Excerpts from a dataset |
· · · ·
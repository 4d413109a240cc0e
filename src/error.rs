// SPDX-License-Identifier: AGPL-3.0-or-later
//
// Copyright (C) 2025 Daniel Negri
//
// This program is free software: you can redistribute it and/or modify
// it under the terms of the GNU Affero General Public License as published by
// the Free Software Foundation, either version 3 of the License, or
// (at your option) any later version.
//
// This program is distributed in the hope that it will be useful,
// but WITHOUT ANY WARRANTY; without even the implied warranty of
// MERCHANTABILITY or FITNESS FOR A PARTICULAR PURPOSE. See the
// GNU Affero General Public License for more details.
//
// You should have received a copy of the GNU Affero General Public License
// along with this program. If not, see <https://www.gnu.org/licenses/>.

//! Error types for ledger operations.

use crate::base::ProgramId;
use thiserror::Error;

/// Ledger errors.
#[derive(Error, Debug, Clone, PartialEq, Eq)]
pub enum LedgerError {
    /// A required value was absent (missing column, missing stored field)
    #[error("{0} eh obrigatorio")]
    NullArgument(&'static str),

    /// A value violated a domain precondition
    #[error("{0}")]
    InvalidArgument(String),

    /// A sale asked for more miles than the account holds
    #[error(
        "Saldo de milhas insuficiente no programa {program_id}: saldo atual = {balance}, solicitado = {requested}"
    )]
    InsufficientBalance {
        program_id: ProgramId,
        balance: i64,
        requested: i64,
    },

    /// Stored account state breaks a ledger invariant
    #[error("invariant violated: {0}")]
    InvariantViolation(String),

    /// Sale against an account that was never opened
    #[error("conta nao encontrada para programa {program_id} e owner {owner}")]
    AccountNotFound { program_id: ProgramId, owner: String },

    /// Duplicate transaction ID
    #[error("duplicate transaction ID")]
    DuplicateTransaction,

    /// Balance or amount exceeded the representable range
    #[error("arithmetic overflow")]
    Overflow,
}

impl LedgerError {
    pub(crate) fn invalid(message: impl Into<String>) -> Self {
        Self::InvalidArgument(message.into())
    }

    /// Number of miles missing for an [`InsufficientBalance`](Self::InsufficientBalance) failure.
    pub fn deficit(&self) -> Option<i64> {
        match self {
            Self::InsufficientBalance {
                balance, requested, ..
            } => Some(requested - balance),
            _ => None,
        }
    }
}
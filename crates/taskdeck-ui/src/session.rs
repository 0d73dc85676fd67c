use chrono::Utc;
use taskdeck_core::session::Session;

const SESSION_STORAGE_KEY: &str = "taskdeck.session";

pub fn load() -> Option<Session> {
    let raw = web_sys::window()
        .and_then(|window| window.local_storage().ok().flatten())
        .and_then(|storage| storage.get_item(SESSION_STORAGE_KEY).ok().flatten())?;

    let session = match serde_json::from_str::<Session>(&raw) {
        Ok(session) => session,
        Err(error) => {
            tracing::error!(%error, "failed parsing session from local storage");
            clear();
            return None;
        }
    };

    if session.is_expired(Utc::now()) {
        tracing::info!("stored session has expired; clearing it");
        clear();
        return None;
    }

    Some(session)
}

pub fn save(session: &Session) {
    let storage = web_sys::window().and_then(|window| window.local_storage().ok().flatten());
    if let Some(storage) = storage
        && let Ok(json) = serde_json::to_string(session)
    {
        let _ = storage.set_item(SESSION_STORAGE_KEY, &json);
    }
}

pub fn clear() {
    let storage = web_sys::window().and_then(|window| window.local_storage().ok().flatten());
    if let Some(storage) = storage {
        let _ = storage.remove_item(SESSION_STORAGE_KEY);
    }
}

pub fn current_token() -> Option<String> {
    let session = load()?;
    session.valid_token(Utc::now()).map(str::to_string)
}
· · · ·
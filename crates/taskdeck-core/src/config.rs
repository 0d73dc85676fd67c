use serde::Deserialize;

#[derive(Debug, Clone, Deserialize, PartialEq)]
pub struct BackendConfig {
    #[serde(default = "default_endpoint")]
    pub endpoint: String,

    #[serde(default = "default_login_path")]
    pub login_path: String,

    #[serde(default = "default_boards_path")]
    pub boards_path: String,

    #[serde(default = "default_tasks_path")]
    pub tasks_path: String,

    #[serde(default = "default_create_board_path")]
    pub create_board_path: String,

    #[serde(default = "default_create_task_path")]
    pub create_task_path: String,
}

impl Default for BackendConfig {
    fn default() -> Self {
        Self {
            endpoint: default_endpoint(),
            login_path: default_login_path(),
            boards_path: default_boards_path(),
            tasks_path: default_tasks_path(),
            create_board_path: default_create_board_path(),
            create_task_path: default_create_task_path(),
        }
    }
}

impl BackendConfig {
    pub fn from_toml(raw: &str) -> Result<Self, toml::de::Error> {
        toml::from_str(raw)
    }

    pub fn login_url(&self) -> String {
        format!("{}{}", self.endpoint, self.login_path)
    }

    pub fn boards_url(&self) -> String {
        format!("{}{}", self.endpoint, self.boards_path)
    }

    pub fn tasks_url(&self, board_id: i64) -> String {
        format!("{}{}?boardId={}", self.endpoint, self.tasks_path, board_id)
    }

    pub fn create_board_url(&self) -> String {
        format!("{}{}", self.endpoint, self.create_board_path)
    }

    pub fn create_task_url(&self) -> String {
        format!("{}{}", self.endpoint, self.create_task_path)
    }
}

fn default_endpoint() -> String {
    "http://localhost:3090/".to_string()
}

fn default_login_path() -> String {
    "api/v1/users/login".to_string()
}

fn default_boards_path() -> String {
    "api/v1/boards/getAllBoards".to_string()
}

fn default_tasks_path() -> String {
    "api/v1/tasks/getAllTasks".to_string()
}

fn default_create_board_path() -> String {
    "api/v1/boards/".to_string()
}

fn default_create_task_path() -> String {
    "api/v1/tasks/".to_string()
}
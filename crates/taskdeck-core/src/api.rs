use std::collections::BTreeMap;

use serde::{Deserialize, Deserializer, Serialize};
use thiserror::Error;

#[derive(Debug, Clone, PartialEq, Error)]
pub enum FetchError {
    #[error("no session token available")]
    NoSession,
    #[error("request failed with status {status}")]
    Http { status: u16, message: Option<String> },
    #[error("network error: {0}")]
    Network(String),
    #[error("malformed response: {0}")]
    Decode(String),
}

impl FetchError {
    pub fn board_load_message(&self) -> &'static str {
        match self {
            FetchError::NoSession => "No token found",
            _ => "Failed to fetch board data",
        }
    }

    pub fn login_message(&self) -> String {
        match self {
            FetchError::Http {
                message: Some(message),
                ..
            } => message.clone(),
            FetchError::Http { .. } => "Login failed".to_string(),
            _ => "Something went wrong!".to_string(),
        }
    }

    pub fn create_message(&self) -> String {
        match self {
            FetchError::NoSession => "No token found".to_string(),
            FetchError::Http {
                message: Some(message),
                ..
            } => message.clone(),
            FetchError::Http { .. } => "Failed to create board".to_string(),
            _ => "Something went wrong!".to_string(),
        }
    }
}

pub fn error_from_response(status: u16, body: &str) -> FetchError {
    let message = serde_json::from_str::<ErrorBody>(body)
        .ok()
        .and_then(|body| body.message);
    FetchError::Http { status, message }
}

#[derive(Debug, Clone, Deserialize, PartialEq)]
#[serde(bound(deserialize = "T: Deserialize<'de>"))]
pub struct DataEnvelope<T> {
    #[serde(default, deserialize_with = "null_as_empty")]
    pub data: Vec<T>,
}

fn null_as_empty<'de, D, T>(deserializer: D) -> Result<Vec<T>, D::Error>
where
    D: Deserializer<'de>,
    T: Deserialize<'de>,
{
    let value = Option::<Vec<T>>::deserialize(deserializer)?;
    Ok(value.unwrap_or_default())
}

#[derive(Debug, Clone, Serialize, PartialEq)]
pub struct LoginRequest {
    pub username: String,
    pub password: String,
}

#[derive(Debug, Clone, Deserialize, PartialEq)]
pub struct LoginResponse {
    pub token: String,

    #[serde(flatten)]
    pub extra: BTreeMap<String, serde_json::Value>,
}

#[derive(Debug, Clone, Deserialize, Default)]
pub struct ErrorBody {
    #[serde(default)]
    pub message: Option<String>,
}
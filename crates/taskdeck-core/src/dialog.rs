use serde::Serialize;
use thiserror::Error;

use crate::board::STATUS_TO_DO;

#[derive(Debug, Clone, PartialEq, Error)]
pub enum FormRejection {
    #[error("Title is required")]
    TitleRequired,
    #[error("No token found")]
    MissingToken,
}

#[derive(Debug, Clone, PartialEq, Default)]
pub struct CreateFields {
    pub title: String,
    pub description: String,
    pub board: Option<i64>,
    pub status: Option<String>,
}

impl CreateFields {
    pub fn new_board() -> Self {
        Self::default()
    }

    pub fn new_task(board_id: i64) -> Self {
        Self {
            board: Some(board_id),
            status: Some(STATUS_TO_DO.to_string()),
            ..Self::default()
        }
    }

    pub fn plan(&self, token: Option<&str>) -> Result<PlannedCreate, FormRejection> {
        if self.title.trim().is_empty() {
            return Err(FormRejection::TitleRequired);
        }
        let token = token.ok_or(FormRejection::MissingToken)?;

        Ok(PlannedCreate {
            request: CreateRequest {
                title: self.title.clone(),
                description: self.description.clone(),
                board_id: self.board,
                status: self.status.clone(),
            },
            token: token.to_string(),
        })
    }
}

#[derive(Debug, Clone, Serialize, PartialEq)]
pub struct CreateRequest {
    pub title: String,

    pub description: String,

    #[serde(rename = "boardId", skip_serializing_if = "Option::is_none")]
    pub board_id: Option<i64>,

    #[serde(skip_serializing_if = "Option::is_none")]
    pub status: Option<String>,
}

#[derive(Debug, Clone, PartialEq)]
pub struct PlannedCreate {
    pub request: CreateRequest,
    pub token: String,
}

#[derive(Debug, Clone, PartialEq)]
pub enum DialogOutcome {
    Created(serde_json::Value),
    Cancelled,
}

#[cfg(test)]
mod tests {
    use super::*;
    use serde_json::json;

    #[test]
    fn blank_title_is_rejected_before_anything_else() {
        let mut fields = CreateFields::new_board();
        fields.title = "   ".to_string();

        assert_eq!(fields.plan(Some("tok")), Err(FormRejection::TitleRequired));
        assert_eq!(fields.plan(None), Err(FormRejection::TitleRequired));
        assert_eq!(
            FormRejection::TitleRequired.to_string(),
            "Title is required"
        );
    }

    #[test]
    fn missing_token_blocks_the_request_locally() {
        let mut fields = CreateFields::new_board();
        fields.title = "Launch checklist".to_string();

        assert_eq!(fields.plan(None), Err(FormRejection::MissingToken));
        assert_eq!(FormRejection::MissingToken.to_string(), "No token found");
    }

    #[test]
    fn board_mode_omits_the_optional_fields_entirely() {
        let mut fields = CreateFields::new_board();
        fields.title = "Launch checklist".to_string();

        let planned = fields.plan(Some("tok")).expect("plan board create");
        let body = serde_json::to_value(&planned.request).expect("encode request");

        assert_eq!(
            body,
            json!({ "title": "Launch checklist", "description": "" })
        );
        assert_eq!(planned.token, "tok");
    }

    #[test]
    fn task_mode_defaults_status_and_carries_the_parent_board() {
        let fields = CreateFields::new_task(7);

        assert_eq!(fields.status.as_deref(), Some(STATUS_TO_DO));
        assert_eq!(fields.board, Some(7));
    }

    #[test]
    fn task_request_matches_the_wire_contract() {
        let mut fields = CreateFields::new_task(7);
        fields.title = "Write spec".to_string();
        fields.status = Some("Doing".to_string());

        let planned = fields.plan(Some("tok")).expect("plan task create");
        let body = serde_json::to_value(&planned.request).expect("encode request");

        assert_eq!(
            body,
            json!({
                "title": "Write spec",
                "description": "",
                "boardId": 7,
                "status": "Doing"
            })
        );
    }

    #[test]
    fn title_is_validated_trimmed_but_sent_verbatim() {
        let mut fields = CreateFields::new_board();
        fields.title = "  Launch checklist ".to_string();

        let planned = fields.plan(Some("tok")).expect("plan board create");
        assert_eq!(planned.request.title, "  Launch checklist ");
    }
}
· · · ·
ACTION ITEM | Consider the entries above and return each line with the string "filename".

REPLY TO THE TASK |
filename src/error.rs
filename crates/taskdeck-ui/src/session.rs
filename crates/taskdeck-core/src/config.rs
filename crates/taskdeck-core/src/api.rs
filename crates/taskdeck-core/src/dialog.rs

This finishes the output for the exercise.